Recorded data:
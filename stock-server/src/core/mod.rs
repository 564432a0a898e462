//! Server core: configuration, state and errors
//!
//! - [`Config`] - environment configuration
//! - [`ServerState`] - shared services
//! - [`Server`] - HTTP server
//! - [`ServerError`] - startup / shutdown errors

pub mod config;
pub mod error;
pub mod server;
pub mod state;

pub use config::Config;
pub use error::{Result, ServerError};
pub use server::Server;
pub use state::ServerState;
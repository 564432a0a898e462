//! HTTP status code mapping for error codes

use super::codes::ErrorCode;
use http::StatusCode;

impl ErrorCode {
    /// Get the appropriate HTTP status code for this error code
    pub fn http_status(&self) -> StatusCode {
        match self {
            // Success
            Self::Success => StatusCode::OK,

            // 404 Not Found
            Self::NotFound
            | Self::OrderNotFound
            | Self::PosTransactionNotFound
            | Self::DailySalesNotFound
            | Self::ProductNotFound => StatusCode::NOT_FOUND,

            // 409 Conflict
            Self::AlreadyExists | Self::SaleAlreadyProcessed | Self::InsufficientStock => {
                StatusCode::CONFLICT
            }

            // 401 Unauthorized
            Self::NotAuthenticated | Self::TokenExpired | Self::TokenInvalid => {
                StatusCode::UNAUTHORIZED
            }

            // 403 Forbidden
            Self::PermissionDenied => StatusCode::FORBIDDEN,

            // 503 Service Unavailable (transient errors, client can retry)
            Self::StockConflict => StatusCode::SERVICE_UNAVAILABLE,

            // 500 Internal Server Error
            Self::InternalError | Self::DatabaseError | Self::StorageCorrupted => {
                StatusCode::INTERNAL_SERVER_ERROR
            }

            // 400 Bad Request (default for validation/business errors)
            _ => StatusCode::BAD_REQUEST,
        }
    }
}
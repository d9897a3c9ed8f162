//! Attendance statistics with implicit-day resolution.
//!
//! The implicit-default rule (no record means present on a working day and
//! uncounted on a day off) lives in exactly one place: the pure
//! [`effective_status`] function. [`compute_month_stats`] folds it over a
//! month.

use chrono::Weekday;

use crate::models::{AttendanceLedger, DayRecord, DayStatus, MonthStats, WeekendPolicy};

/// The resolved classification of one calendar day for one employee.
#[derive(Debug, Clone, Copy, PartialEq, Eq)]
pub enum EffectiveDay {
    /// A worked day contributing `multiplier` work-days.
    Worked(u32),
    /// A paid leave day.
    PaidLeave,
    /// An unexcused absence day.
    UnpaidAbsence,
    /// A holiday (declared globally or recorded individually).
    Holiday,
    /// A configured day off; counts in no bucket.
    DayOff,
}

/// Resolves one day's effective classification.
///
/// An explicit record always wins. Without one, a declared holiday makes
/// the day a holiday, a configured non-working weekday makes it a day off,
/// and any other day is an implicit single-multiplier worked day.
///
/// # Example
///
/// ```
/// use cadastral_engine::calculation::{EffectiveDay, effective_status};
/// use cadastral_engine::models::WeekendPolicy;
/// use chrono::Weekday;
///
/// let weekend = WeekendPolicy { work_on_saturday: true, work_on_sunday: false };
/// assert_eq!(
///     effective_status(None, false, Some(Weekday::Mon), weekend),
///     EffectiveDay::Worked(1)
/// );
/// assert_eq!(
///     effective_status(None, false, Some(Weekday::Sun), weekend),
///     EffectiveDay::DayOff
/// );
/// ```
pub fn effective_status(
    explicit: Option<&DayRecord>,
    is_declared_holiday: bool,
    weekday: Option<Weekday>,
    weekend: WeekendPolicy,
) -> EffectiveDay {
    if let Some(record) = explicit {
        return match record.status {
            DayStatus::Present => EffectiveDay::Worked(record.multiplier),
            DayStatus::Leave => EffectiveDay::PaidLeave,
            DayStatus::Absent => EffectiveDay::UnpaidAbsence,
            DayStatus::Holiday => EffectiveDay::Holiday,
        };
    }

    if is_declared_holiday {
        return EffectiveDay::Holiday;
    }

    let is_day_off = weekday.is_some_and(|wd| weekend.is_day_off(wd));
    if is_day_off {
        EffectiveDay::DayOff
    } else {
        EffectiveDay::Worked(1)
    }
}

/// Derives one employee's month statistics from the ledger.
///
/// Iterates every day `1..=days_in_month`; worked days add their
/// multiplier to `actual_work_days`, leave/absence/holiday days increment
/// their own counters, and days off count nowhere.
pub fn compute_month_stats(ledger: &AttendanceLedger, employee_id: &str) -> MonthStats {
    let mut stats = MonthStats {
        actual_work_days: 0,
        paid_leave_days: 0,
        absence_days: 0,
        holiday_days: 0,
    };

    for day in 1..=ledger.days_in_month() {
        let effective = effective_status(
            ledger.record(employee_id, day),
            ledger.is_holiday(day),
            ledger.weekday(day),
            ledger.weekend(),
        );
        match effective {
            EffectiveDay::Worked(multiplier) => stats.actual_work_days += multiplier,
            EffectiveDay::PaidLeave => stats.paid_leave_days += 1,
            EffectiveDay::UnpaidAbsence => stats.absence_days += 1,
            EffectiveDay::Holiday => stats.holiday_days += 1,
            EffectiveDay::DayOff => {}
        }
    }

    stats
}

PROBLEM STATEMENT: Every line of the data above that includes "configuration" should be listed.

RESPONSE BOX:
//! Server core: configuration, state and errors
//! - [`Config`] - environment configuration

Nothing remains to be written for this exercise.